= Beginning of Section =

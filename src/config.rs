//! Generator configuration.
//!
//! Every range the synthesis model draws from can be overridden from a TOML
//! file passed with `--config`. Without a file, the stock defaults apply.
//!
//! ## Configuration Options
//!
//! ```toml
//! # All options are optional - defaults shown below
//!
//! [metadata]
//! authors = [1, 5]               # authors per publication
//! author_name_length = [1, 30]
//! birth_year = [1000, 2000]
//! long_title_length = [10, 100]
//! short_title_length = [1, 10]   # capped at the long title's length
//! subjects = [1, 10]             # subjects per publication
//! subject_length = [1, 15]
//!
//! [fulltext]
//! pages = [1, 1000]
//! words_per_page = [100, 200]
//! word_length = [1, 15]
//! coordinate = [1, 300]
//! ```
//!
//! Ranges are inclusive `[min, max]` pairs. Config files are sparse:
//! override just the values you want. Unknown keys are rejected to catch
//! typos early.
//!
//! The document schema, the directory layout and the image extension are not
//! configurable.

use crate::random::{self, Bounds};
use serde::{Deserialize, Serialize};
use std::fs;
use std::path::Path;
use thiserror::Error;

#[derive(Error, Debug)]
pub enum ConfigError {
    #[error("IO error: {0}")]
    Io(#[from] std::io::Error),
    #[error("TOML parse error: {0}")]
    Toml(#[from] toml::de::Error),
    #[error("Config validation error: {0}")]
    Validation(String),
}

/// Full generator configuration.
#[derive(Debug, Clone, Default, PartialEq, Serialize, Deserialize)]
#[serde(default, deny_unknown_fields)]
pub struct GeneratorConfig {
    /// Ranges for `publication.xml` content.
    pub metadata: MetadataConfig,
    /// Ranges for `fulltext.xml` content.
    pub fulltext: FullTextConfig,
}

/// Ranges used by the publication metadata builder.
#[derive(Debug, Clone, PartialEq, Serialize, Deserialize)]
#[serde(default, deny_unknown_fields)]
pub struct MetadataConfig {
    pub authors: Bounds,
    pub author_name_length: Bounds,
    pub birth_year: Bounds,
    pub long_title_length: Bounds,
    /// Further capped at the generated long title's length.
    pub short_title_length: Bounds,
    pub subjects: Bounds,
    pub subject_length: Bounds,
}

impl Default for MetadataConfig {
    fn default() -> Self {
        Self {
            authors: bounds(1, 5),
            author_name_length: bounds(1, 30),
            birth_year: random::BIRTH_YEAR,
            long_title_length: bounds(10, 100),
            short_title_length: bounds(1, 10),
            subjects: bounds(1, 10),
            subject_length: bounds(1, 15),
        }
    }
}

/// Ranges used by the full text builder.
#[derive(Debug, Clone, PartialEq, Serialize, Deserialize)]
#[serde(default, deny_unknown_fields)]
pub struct FullTextConfig {
    pub pages: Bounds,
    pub words_per_page: Bounds,
    pub word_length: Bounds,
    /// Range of each of the four bounding-box values.
    pub coordinate: Bounds,
}

impl Default for FullTextConfig {
    fn default() -> Self {
        Self {
            pages: bounds(1, 1000),
            words_per_page: bounds(100, 200),
            word_length: bounds(1, 15),
            coordinate: random::COORDINATE,
        }
    }
}

fn bounds(min: u32, max: u32) -> Bounds {
    Bounds::new(min, max).expect("default ranges must be ordered")
}

impl GeneratorConfig {
    /// Reject ranges the synthesis model cannot honor.
    ///
    /// Inverted ranges never get this far (they fail deserialization). What
    /// remains is lower bounds of zero on anything that must be non-empty,
    /// and years that do not fit the four-digit date format.
    pub fn validate(&self) -> Result<(), ConfigError> {
        let m = &self.metadata;
        let f = &self.fulltext;
        for (key, range) in [
            ("metadata.authors", m.authors),
            ("metadata.long_title_length", m.long_title_length),
            ("metadata.short_title_length", m.short_title_length),
            ("metadata.subjects", m.subjects),
            ("fulltext.pages", f.pages),
            ("fulltext.words_per_page", f.words_per_page),
        ] {
            if range.min() == 0 {
                return Err(ConfigError::Validation(format!(
                    "{key} must start at 1 or more, got {range}"
                )));
            }
        }
        if m.birth_year.max() > 9999 {
            return Err(ConfigError::Validation(format!(
                "metadata.birth_year must be at most 9999, got {}",
                m.birth_year
            )));
        }
        // Page numbers run up to twice the page count.
        if f.pages.max() > u32::MAX / 2 {
            return Err(ConfigError::Validation(format!(
                "fulltext.pages is too large, got {}",
                f.pages
            )));
        }
        Ok(())
    }
}

/// Load and validate a config file, or return the defaults when `path` is
/// `None`.
///
/// A path that was given but does not exist is an error, not a fallback.
pub fn load_config(path: Option<&Path>) -> Result<GeneratorConfig, ConfigError> {
    let config = match path {
        Some(path) => parse_config(&fs::read_to_string(path)?)?,
        None => GeneratorConfig::default(),
    };
    config.validate()?;
    Ok(config)
}

/// Parse config TOML without validating it.
pub fn parse_config(content: &str) -> Result<GeneratorConfig, ConfigError> {
    Ok(toml::from_str(content)?)
}

/// Returns a fully-commented stock config file with all keys and explanations.
///
/// Used by the `gen-config` CLI command.
pub fn stock_config_toml() -> &'static str {
    r##"# archive-fixtures configuration
# ==============================
# All settings are optional. Remove or comment out any you don't need.
# Values shown below are the defaults.
#
# Ranges are inclusive [min, max] pairs.
# Unknown keys will cause an error.

# ---------------------------------------------------------------------------
# publication.xml
# ---------------------------------------------------------------------------
[metadata]
# Number of <author> elements per publication.
authors = [1, 5]

# Length of each <authorname>, in characters.
author_name_length = [1, 30]

# Year of each <dob>. Day (1-31) and month (1-12) are fixed ranges and are
# not checked against each other, so dates like 31-02-1500 occur.
birth_year = [1000, 2000]

# Length of <longtitle>, in characters.
long_title_length = [10, 100]

# Length of <shorttitle>, cut from the start of the long title. Capped at
# the long title's length.
short_title_length = [1, 10]

# Number of <subject> elements per publication.
subjects = [1, 10]

# Length of each <subject>, in characters.
subject_length = [1, 15]

# ---------------------------------------------------------------------------
# fulltext.xml
# ---------------------------------------------------------------------------
[fulltext]
# Number of <page> elements. The first page number is drawn from
# [1, page count]; later pages count up from there.
pages = [1, 1000]

# Number of <word> elements per page.
words_per_page = [100, 200]

# Length of each word, in characters.
word_length = [1, 15]

# Range of each of the four values in a word's coords="a,b,c,d".
coordinate = [1, 300]
"##
}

= End of Section =

== Instructions for the task ==
Line by line, please reproduce the records exactly.

== Answer to this problem ==
filename src/config.rs
//! Generator configuration.
//!
//! Every range the synthesis model draws from can be overridden from a TOML
//! file passed with `--config`. Without a file, the stock defaults apply.
//!
//! ## Configuration Options
//!
//! ```toml
//! # All options are optional - defaults shown below
//!
//! [metadata]
//! authors = [1, 5]               # authors per publication
//! author_name_length = [1, 30]
//! birth_year = [1000, 2000]
//! long_title_length = [10, 100]
//! short_title_length = [1, 10]   # capped at the long title's length
//! subjects = [1, 10]             # subjects per publication
//! subject_length = [1, 15]
//!
//! [fulltext]
//! pages = [1, 1000]
//! words_per_page = [100, 200]
//! word_length = [1, 15]
//! coordinate = [1, 300]
//! ```
//!
//! Ranges are inclusive `[min, max]` pairs. Config files are sparse:
//! override just the values you want. Unknown keys are rejected to catch
//! typos early.
//!
//! The document schema, the directory layout and the image extension are not
//! configurable.

use crate::random::{self, Bounds};
use serde::{Deserialize, Serialize};
use std::fs;
use std::path::Path;
use thiserror::Error;

#[derive(Error, Debug)]
pub enum ConfigError {
    #[error("IO error: {0}")]
    Io(#[from] std::io::Error),
    #[error("TOML parse error: {0}")]
    Toml(#[from] toml::de::Error),
    #[error("Config validation error: {0}")]
    Validation(String),
}

/// Full generator configuration.
#[derive(Debug, Clone, Default, PartialEq, Serialize, Deserialize)]
#[serde(default, deny_unknown_fields)]
pub struct GeneratorConfig {
    /// Ranges for `publication.xml` content.
    pub metadata: MetadataConfig,
    /// Ranges for `fulltext.xml` content.
    pub fulltext: FullTextConfig,
}

/// Ranges used by the publication metadata builder.
#[derive(Debug, Clone, PartialEq, Serialize, Deserialize)]
#[serde(default, deny_unknown_fields)]
pub struct MetadataConfig {
    pub authors: Bounds,
    pub author_name_length: Bounds,
    pub birth_year: Bounds,
    pub long_title_length: Bounds,
    /// Further capped at the generated long title's length.
    pub short_title_length: Bounds,
    pub subjects: Bounds,
    pub subject_length: Bounds,
}

impl Default for MetadataConfig {
    fn default() -> Self {
        Self {
            authors: bounds(1, 5),
            author_name_length: bounds(1, 30),
            birth_year: random::BIRTH_YEAR,
            long_title_length: bounds(10, 100),
            short_title_length: bounds(1, 10),
            subjects: bounds(1, 10),
            subject_length: bounds(1, 15),
        }
    }
}

/// Ranges used by the full text builder.
#[derive(Debug, Clone, PartialEq, Serialize, Deserialize)]
#[serde(default, deny_unknown_fields)]
pub struct FullTextConfig {
    pub pages: Bounds,
    pub words_per_page: Bounds,
    pub word_length: Bounds,
    /// Range of each of the four bounding-box values.
    pub coordinate: Bounds,
}

impl Default for FullTextConfig {
    fn default() -> Self {
        Self {
            pages: bounds(1, 1000),
            words_per_page: bounds(100, 200),
            word_length: bounds(1, 15),
            coordinate: random::COORDINATE,
        }
    }
}

fn bounds(min: u32, max: u32) -> Bounds {
    Bounds::new(min, max).expect("default ranges must be ordered")
}

impl GeneratorConfig {
    /// Reject ranges the synthesis model cannot honor.
    ///
    /// Inverted ranges never get this far (they fail deserialization). What
    /// remains is lower bounds of zero on anything that must be non-empty,
    /// and years that do not fit the four-digit date format.
    pub fn validate(&self) -> Result<(), ConfigError> {
        let m = &self.metadata;
        let f = &self.fulltext;
        for (key, range) in [
            ("metadata.authors", m.authors),
            ("metadata.long_title_length", m.long_title_length),
            ("metadata.short_title_length", m.short_title_length),
            ("metadata.subjects", m.subjects),
            ("fulltext.pages", f.pages),
            ("fulltext.words_per_page", f.words_per_page),
        ] {
            if range.min() == 0 {
                return Err(ConfigError::Validation(format!(
                    "{key} must start at 1 or more, got {range}"
                )));
            }
        }
        if m.birth_year.max() > 9999 {
            return Err(ConfigError::Validation(format!(
                "metadata.birth_year must be at most 9999, got {}",
                m.birth_year
            )));
        }
        // Page numbers run up to twice the page count.
        if f.pages.max() > u32::MAX / 2 {
            return Err(ConfigError::Validation(format!(
                "fulltext.pages is too large, got {}",
                f.pages
            )));
        }
        Ok(())
    }
}

/// Load and validate a config file, or return the defaults when `path` is
/// `None`.
///
/// A path that was given but does not exist is an error, not a fallback.
pub fn load_config(path: Option<&Path>) -> Result<GeneratorConfig, ConfigError> {
    let config = match path {
        Some(path) => parse_config(&fs::read_to_string(path)?)?,
        None => GeneratorConfig::default(),
    };
    config.validate()?;
    Ok(config)
}

/// Parse config TOML without validating it.
pub fn parse_config(content: &str) -> Result<GeneratorConfig, ConfigError> {
    Ok(toml::from_str(content)?)
}

/// Returns a fully-commented stock config file with all keys and explanations.
///
/// Used by the `gen-config` CLI command.
pub fn stock_config_toml() -> &'static str {
    r##"# archive-fixtures configuration
# ==============================
# All settings are optional. Remove or comment out any you don't need.
# Values shown below are the defaults.
#
# Ranges are inclusive [min, max] pairs.
# Unknown keys will cause an error.

# ---------------------------------------------------------------------------
# publication.xml
# ---------------------------------------------------------------------------
[metadata]
# Number of <author> elements per publication.
authors = [1, 5]

# Length of each <authorname>, in characters.
author_name_length = [1, 30]

# Year of each <dob>. Day (1-31) and month (1-12) are fixed ranges and are
# not checked against each other, so dates like 31-02-1500 occur.
birth_year = [1000, 2000]

# Length of <longtitle>, in characters.
long_title_length = [10, 100]

# Length of <shorttitle>, cut from the start of the long title. Capped at
# the long title's length.
short_title_length = [1, 10]

# Number of <subject> elements per publication.
subjects = [1, 10]

# Length of each <subject>, in characters.
subject_length = [1, 15]

# ---------------------------------------------------------------------------
# fulltext.xml
# ---------------------------------------------------------------------------
[fulltext]
# Number of <page> elements. The first page number is drawn from
# [1, page count]; later pages count up from there.
pages = [1, 1000]

# Number of <word> elements per page.
words_per_page = [100, 200]

# Length of each word, in characters.
word_length = [1, 15]

# Range of each of the four values in a word's coords="a,b,c,d".
coordinate = [1, 300]
"##
}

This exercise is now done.